Extracted entries section start

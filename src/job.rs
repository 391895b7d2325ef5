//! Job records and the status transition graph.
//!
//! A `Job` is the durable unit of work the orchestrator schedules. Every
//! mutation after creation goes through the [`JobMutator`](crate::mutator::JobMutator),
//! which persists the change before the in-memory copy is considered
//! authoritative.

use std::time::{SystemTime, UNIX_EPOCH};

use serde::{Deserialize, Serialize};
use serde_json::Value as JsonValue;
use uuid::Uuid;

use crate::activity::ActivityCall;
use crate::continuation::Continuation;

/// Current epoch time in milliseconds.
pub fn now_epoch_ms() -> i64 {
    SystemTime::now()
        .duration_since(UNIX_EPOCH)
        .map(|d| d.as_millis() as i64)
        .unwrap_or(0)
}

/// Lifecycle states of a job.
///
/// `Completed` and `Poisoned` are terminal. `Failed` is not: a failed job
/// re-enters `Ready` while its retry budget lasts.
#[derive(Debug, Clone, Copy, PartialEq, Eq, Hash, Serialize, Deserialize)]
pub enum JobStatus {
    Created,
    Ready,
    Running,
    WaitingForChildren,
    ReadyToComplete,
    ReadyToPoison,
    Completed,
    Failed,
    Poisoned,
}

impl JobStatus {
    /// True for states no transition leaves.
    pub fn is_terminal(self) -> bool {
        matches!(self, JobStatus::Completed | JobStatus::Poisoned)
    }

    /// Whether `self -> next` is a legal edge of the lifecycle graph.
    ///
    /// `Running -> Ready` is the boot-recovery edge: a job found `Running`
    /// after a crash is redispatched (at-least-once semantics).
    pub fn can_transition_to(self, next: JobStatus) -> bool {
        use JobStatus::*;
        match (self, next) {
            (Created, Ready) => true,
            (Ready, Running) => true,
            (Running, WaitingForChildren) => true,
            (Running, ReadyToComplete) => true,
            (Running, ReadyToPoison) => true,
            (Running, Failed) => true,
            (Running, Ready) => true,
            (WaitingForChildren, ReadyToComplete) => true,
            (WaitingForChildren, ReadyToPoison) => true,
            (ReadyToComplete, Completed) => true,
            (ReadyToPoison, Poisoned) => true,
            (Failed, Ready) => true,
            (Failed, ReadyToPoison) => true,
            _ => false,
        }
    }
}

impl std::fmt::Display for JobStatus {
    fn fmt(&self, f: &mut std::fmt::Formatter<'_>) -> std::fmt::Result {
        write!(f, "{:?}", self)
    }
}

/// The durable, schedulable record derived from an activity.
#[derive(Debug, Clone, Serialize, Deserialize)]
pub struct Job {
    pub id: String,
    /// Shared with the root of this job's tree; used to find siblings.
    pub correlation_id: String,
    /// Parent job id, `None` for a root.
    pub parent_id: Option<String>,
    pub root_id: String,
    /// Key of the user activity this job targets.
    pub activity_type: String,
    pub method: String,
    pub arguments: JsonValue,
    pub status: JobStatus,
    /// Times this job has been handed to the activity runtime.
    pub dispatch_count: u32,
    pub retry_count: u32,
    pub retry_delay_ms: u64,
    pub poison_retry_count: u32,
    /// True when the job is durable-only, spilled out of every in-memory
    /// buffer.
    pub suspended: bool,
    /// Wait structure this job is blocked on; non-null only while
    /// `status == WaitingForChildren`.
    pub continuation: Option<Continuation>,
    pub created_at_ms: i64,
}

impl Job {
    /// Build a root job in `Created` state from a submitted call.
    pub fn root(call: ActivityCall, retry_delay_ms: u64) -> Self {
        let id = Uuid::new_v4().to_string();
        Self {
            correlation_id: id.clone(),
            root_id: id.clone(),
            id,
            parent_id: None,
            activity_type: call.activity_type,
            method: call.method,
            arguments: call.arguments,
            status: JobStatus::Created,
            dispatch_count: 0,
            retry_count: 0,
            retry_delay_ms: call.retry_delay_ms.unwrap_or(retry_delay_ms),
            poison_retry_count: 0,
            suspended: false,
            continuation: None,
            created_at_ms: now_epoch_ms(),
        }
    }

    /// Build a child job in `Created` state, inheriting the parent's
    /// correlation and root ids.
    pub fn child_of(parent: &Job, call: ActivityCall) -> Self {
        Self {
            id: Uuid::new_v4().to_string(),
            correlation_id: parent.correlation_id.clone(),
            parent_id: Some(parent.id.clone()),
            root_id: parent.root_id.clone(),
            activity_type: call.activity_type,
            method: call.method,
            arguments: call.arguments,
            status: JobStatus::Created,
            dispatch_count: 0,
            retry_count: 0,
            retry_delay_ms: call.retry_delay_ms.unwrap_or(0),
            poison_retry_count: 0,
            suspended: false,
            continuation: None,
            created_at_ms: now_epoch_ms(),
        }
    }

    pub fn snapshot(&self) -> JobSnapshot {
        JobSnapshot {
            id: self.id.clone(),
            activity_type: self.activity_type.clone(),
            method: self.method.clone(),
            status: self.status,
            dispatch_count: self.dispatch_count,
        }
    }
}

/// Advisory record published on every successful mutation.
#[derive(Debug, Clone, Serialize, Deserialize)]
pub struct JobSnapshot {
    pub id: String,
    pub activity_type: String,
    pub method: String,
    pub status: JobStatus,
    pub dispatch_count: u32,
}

Extracted entries section end
Extracted entries section start

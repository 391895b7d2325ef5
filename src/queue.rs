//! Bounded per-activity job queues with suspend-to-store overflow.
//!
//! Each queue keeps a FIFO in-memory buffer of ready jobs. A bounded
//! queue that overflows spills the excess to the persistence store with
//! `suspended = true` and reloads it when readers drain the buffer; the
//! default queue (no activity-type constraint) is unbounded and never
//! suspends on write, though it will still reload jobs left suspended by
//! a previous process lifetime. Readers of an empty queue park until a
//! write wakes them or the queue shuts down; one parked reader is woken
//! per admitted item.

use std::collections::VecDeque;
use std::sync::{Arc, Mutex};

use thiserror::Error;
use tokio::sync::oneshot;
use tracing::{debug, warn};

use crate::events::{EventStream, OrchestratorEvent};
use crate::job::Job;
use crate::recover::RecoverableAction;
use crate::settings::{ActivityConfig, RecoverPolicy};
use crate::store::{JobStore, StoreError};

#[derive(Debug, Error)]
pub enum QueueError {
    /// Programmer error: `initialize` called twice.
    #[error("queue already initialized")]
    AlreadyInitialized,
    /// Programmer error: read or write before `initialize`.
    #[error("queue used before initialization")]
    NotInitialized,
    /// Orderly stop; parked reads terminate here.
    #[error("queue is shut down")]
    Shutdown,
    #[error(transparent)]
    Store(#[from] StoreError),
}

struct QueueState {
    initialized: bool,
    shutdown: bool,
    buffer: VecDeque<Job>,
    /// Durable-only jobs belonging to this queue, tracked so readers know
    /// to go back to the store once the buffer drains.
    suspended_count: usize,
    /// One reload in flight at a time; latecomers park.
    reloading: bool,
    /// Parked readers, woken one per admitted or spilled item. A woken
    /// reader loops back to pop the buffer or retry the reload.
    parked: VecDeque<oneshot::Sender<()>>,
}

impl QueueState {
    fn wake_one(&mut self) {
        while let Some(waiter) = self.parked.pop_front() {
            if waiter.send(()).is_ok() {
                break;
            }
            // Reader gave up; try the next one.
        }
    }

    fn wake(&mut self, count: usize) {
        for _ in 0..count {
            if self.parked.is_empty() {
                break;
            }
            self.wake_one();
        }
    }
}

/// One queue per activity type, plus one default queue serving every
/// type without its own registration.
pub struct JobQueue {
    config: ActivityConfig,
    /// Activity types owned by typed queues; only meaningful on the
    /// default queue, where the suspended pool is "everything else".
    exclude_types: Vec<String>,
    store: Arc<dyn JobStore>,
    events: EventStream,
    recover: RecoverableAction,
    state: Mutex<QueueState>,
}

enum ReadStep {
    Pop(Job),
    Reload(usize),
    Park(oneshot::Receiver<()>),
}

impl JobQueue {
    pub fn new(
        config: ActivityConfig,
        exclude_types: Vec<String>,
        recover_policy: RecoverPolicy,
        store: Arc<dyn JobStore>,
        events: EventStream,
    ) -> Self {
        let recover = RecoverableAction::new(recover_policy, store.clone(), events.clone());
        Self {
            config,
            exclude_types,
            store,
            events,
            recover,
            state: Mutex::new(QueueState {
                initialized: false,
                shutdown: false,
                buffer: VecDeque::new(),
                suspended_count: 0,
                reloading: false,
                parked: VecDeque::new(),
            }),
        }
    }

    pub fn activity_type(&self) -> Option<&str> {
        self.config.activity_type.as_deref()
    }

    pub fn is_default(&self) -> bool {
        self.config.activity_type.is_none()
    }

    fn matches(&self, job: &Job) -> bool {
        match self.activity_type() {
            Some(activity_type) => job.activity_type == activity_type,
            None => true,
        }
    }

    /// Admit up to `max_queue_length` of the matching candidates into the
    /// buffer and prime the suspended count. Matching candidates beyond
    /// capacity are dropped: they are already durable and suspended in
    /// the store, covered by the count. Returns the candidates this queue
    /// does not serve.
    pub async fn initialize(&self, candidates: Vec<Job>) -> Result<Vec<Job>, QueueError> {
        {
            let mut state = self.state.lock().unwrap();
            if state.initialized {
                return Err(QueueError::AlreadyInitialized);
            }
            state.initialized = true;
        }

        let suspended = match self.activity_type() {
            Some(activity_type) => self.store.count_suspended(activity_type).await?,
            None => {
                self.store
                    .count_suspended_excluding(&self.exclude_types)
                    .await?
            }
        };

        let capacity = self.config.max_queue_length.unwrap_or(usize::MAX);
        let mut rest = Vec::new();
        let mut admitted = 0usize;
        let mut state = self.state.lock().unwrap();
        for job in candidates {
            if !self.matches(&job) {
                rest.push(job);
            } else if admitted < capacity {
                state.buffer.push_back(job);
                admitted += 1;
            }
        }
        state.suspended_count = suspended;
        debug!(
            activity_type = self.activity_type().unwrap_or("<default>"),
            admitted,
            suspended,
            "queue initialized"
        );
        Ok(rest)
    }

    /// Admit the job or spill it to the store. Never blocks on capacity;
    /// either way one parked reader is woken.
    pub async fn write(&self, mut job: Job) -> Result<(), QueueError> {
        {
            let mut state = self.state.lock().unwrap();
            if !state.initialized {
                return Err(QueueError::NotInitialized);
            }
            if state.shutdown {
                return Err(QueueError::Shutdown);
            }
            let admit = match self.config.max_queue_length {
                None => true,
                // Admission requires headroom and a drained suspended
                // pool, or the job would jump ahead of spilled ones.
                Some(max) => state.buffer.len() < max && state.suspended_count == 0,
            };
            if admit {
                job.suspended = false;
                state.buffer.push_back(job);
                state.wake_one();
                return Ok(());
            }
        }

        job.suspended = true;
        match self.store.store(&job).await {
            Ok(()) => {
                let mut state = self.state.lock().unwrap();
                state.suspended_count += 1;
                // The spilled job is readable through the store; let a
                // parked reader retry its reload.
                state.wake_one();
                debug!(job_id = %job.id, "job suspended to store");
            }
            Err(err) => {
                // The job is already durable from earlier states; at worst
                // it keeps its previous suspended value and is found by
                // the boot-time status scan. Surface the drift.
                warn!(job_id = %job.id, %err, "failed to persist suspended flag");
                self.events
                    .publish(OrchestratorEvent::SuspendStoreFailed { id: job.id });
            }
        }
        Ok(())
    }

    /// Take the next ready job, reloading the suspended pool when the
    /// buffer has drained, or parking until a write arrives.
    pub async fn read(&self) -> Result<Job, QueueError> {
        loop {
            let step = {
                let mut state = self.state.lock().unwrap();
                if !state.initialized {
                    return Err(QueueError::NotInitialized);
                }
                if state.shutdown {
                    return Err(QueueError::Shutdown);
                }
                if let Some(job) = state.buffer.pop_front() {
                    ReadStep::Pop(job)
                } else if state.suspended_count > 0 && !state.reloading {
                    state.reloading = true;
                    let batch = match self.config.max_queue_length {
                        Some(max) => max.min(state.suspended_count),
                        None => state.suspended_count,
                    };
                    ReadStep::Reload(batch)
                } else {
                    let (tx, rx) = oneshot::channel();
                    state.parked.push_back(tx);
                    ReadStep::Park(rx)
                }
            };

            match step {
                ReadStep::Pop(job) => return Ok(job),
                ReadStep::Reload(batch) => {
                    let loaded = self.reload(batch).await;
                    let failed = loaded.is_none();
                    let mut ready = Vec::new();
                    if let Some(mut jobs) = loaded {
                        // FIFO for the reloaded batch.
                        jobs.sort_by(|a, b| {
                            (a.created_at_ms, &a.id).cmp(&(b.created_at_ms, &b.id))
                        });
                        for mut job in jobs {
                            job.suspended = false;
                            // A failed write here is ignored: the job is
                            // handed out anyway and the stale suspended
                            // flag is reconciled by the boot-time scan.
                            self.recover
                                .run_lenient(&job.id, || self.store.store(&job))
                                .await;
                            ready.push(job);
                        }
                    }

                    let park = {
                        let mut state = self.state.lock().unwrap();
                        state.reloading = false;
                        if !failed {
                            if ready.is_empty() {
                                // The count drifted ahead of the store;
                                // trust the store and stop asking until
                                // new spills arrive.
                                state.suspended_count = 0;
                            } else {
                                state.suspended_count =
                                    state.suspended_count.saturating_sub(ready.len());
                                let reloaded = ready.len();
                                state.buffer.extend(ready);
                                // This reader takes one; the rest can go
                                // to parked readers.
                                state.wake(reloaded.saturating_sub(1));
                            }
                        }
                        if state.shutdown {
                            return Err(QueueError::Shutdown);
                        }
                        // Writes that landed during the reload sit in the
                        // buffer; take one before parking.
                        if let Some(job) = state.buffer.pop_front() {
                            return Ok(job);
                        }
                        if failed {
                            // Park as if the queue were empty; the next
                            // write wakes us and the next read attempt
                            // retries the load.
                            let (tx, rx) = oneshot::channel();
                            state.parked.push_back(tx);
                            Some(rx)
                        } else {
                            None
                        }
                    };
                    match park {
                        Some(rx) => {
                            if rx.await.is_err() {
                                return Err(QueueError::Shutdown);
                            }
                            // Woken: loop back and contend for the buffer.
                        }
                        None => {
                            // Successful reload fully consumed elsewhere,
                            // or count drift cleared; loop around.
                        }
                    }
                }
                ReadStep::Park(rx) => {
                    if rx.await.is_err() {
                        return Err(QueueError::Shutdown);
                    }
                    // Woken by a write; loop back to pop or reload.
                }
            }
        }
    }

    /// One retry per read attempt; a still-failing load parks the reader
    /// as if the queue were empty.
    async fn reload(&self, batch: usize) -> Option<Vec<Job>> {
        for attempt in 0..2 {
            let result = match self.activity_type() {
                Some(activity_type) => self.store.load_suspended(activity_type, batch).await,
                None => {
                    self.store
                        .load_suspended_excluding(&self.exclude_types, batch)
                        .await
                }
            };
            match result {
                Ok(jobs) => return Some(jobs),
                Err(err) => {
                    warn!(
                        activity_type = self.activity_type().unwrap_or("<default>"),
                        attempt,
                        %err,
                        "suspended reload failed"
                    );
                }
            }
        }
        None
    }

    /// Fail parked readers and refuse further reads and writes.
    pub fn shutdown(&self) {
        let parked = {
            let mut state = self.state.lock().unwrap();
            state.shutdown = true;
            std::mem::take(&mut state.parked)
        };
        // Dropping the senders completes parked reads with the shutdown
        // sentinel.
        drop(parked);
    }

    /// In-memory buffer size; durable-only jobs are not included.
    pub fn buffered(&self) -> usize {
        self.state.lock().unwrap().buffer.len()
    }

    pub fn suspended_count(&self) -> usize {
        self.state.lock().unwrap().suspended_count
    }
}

Extracted entries section end

- **Problem description**: Only the count belongs in your answer, so please work out how many lines of the data contain "impl".

- **Answer space**: 5